//! Session events and actions.

use std::fmt;

use chitchat_core::EndpointConfig;
use chitchat_proto::{MessageId, PeerId};

/// Transport handle for one data channel.
///
/// Assigned by the transport: returned from `connect` for outbound channels
/// and reported with the incoming connection otherwise. Two channels to the
/// same remote always have different handles, so callbacks for a superseded
/// channel can be told apart from the current one.
#[derive(Debug, Clone, Copy, PartialEq, Eq, Hash, PartialOrd, Ord)]
pub struct ChannelId(u64);

impl ChannelId {
    /// Wrap a raw handle.
    pub const fn new(raw: u64) -> Self {
        Self(raw)
    }
}

impl fmt::Display for ChannelId {
    fn fmt(&self, f: &mut fmt::Formatter<'_>) -> fmt::Result {
        write!(f, "ch#{}", self.0)
    }
}

/// Why the transport rejected or lost the local endpoint.
#[derive(Debug, Clone, PartialEq, Eq)]
pub enum EndpointErrorKind {
    /// The requested identity is registered by someone else.
    IdTaken,
    /// The remote identity of an outbound connect does not exist.
    PeerUnavailable {
        /// Identity that could not be reached.
        peer: PeerId,
    },
    /// Broker or network failure.
    Network(String),
}

/// Events the caller feeds into the session manager.
///
/// User intents come from the view layer; the rest are transport callbacks.
/// Generic over `I` (Instant type) so typing deadlines work with both the
/// system clock and a simulated one.
#[derive(Debug, Clone)]
pub enum SessionEvent<I = std::time::Instant> {
    /// Generate a fresh ephemeral identity and bring it up.
    UseEphemeralIdentity,

    /// Bring up a user-chosen durable identity.
    UseDurableIdentity {
        /// Requested identity, trimmed before validation.
        id: String,
    },

    /// Open a channel to a remote identity.
    ConnectTo {
        /// Remote identity as typed by the user.
        remote: String,
    },

    /// Close the current channel.
    Hangup,

    /// Send a text message.
    SendText {
        /// Message text.
        content: String,
    },

    /// Send a code snippet.
    SendCode {
        /// Source text.
        content: String,
        /// Language tag. Configured default when `None`.
        language: Option<String>,
    },

    /// Send a file that has been read into memory.
    SendFile {
        /// File name.
        filename: String,
        /// MIME type as reported by the picker.
        mime_type: String,
        /// File content.
        bytes: Vec<u8>,
    },

    /// The file picker failed to read the selected file.
    FileReadFailed {
        /// Reader error.
        reason: String,
    },

    /// React to a message.
    React {
        /// Target message.
        message_id: MessageId,
        /// Emoji glyph.
        emoji: String,
    },

    /// Explicit typing status from the view layer.
    SendTypingSignal {
        /// Whether the user is typing.
        typing: bool,
    },

    /// The user pressed a key in the composer.
    Keystroke {
        /// Current time from the environment.
        now: I,
    },

    /// Time tick for the typing-stop deadline.
    Tick {
        /// Current time from the environment.
        now: I,
    },

    /// Delete the message history.
    ClearHistory,

    /// Clear the error slot.
    DismissError,

    /// The broker confirmed the local identity.
    EndpointOpen {
        /// Identity that is now live.
        id: PeerId,
    },

    /// The local endpoint reported an error.
    EndpointError {
        /// Error category.
        kind: EndpointErrorKind,
    },

    /// Lost the broker connection. Open channels may survive.
    EndpointDisconnected,

    /// The transport accepted an `OpenChannel` request.
    ChannelRequested {
        /// Remote identity.
        remote: PeerId,
        /// Handle of the new outbound channel.
        channel: ChannelId,
    },

    /// The transport refused an `OpenChannel` request.
    ConnectFailed {
        /// Remote identity.
        remote: PeerId,
        /// Transport error text.
        reason: String,
    },

    /// A remote peer offered a channel.
    IncomingConnection {
        /// Offering identity.
        remote: PeerId,
        /// Handle of the offered channel.
        channel: ChannelId,
    },

    /// A channel finished opening.
    ChannelOpen {
        /// Remote end of the channel.
        remote: PeerId,
        /// Channel handle.
        channel: ChannelId,
    },

    /// Bytes arrived on a channel.
    FrameReceived {
        /// Remote end of the channel.
        remote: PeerId,
        /// Channel handle.
        channel: ChannelId,
        /// Encoded frame.
        bytes: Vec<u8>,
    },

    /// A channel closed.
    ChannelClosed {
        /// Remote end of the channel.
        remote: PeerId,
        /// Channel handle.
        channel: ChannelId,
    },

    /// A channel failed.
    ChannelError {
        /// Remote end of the channel.
        remote: PeerId,
        /// Channel handle.
        channel: ChannelId,
        /// Transport error text.
        reason: String,
    },

    /// Executing a `Send` action failed.
    SendFailed {
        /// Transport error text.
        reason: String,
    },
}

/// Actions the session manager produces for the caller to execute.
#[derive(Debug, Clone, PartialEq, Eq)]
pub enum SessionAction {
    /// Register the local identity with the broker.
    CreateEndpoint {
        /// Identity to register.
        id: PeerId,
        /// Relay endpoints.
        config: EndpointConfig,
    },

    /// Tear down the local endpoint. No-op if none exists.
    DestroyEndpoint,

    /// Ask the transport to re-establish the broker connection.
    ReconnectEndpoint,

    /// Open a channel to a remote peer. The transport answers with
    /// `ChannelRequested` or `ConnectFailed`.
    OpenChannel {
        /// Remote identity.
        remote: PeerId,
    },

    /// Close a channel. No-op if already closed.
    CloseChannel {
        /// Remote identity.
        remote: PeerId,
        /// Channel handle.
        channel: ChannelId,
    },

    /// Send an encoded frame on a channel.
    Send {
        /// Remote identity.
        remote: PeerId,
        /// Channel handle.
        channel: ChannelId,
        /// Encoded frame.
        bytes: Vec<u8>,
    },

    /// Write a value to the key-value store.
    Persist {
        /// Storage key.
        key: &'static str,
        /// Serialized value.
        value: String,
    },

    /// Delete a key from the key-value store.
    Remove {
        /// Storage key.
        key: &'static str,
    },
}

----

## [TASK INSTRUCTIONS]
Each entry needs to be transcribed exactly.

## [TASK OUTPUT]
//! Session events and actions.

use std::fmt;

use chitchat_core::EndpointConfig;
use chitchat_proto::{MessageId, PeerId};

/// Transport handle for one data channel.
///
/// Assigned by the transport: returned from `connect` for outbound channels
/// and reported with the incoming connection otherwise. Two channels to the
/// same remote always have different handles, so callbacks for a superseded
/// channel can be told apart from the current one.
#[derive(Debug, Clone, Copy, PartialEq, Eq, Hash, PartialOrd, Ord)]
pub struct ChannelId(u64);

impl ChannelId {
    /// Wrap a raw handle.
    pub const fn new(raw: u64) -> Self {
        Self(raw)
    }
}

impl fmt::Display for ChannelId {
    fn fmt(&self, f: &mut fmt::Formatter<'_>) -> fmt::Result {
        write!(f, "ch#{}", self.0)
    }
}

/// Why the transport rejected or lost the local endpoint.
#[derive(Debug, Clone, PartialEq, Eq)]
pub enum EndpointErrorKind {
    /// The requested identity is registered by someone else.
    IdTaken,
    /// The remote identity of an outbound connect does not exist.
    PeerUnavailable {
        /// Identity that could not be reached.
        peer: PeerId,
    },
    /// Broker or network failure.
    Network(String),
}

/// Events the caller feeds into the session manager.
///
/// User intents come from the view layer; the rest are transport callbacks.
/// Generic over `I` (Instant type) so typing deadlines work with both the
/// system clock and a simulated one.
#[derive(Debug, Clone)]
pub enum SessionEvent<I = std::time::Instant> {
    /// Generate a fresh ephemeral identity and bring it up.
    UseEphemeralIdentity,

    /// Bring up a user-chosen durable identity.
    UseDurableIdentity {
        /// Requested identity, trimmed before validation.
        id: String,
    },

    /// Open a channel to a remote identity.
    ConnectTo {
        /// Remote identity as typed by the user.
        remote: String,
    },

    /// Close the current channel.
    Hangup,

    /// Send a text message.
    SendText {
        /// Message text.
        content: String,
    },

    /// Send a code snippet.
    SendCode {
        /// Source text.
        content: String,
        /// Language tag. Configured default when `None`.
        language: Option<String>,
    },

    /// Send a file that has been read into memory.
    SendFile {
        /// File name.
        filename: String,
        /// MIME type as reported by the picker.
        mime_type: String,
        /// File content.
        bytes: Vec<u8>,
    },

    /// The file picker failed to read the selected file.
    FileReadFailed {
        /// Reader error.
        reason: String,
    },

    /// React to a message.
    React {
        /// Target message.
        message_id: MessageId,
        /// Emoji glyph.
        emoji: String,
    },

    /// Explicit typing status from the view layer.
    SendTypingSignal {
        /// Whether the user is typing.
        typing: bool,
    },

    /// The user pressed a key in the composer.
    Keystroke {
        /// Current time from the environment.
        now: I,
    },

    /// Time tick for the typing-stop deadline.
    Tick {
        /// Current time from the environment.
        now: I,
    },

    /// Delete the message history.
    ClearHistory,

    /// Clear the error slot.
    DismissError,

    /// The broker confirmed the local identity.
    EndpointOpen {
        /// Identity that is now live.
        id: PeerId,
    },

    /// The local endpoint reported an error.
    EndpointError {
        /// Error category.
        kind: EndpointErrorKind,
    },

    /// Lost the broker connection. Open channels may survive.
    EndpointDisconnected,

    /// The transport accepted an `OpenChannel` request.
    ChannelRequested {
        /// Remote identity.
        remote: PeerId,
        /// Handle of the new outbound channel.
        channel: ChannelId,
    },

    /// The transport refused an `OpenChannel` request.
    ConnectFailed {
        /// Remote identity.
        remote: PeerId,
        /// Transport error text.
        reason: String,
    },

    /// A remote peer offered a channel.
    IncomingConnection {
        /// Offering identity.
        remote: PeerId,
        /// Handle of the offered channel.
        channel: ChannelId,
    },

    /// A channel finished opening.
    ChannelOpen {
        /// Remote end of the channel.
        remote: PeerId,
        /// Channel handle.
        channel: ChannelId,
    },

    /// Bytes arrived on a channel.
    FrameReceived {
        /// Remote end of the channel.
        remote: PeerId,
        /// Channel handle.
        channel: ChannelId,
        /// Encoded frame.
        bytes: Vec<u8>,
    },

    /// A channel closed.
    ChannelClosed {
        /// Remote end of the channel.
        remote: PeerId,
        /// Channel handle.
        channel: ChannelId,
    },

    /// A channel failed.
    ChannelError {
        /// Remote end of the channel.
        remote: PeerId,
        /// Channel handle.
        channel: ChannelId,
        /// Transport error text.
        reason: String,
    },

    /// Executing a `Send` action failed.
    SendFailed {
        /// Transport error text.
        reason: String,
    },
}

/// Actions the session manager produces for the caller to execute.
#[derive(Debug, Clone, PartialEq, Eq)]
pub enum SessionAction {
    /// Register the local identity with the broker.
    CreateEndpoint {
        /// Identity to register.
        id: PeerId,
        /// Relay endpoints.
        config: EndpointConfig,
    },

    /// Tear down the local endpoint. No-op if none exists.
    DestroyEndpoint,

    /// Ask the transport to re-establish the broker connection.
    ReconnectEndpoint,

    /// Open a channel to a remote peer. The transport answers with
    /// `ChannelRequested` or `ConnectFailed`.
    OpenChannel {
        /// Remote identity.
        remote: PeerId,
    },

    /// Close a channel. No-op if already closed.
    CloseChannel {
        /// Remote identity.
        remote: PeerId,
        /// Channel handle.
        channel: ChannelId,
    },

    /// Send an encoded frame on a channel.
    Send {
        /// Remote identity.
        remote: PeerId,
        /// Channel handle.
        channel: ChannelId,
        /// Encoded frame.
        bytes: Vec<u8>,
    },

    /// Write a value to the key-value store.
    Persist {
        /// Storage key.
        key: &'static str,
        /// Serialized value.
        value: String,
    },

    /// Delete a key from the key-value store.
    Remove {
        /// Storage key.
        key: &'static str,
    },
}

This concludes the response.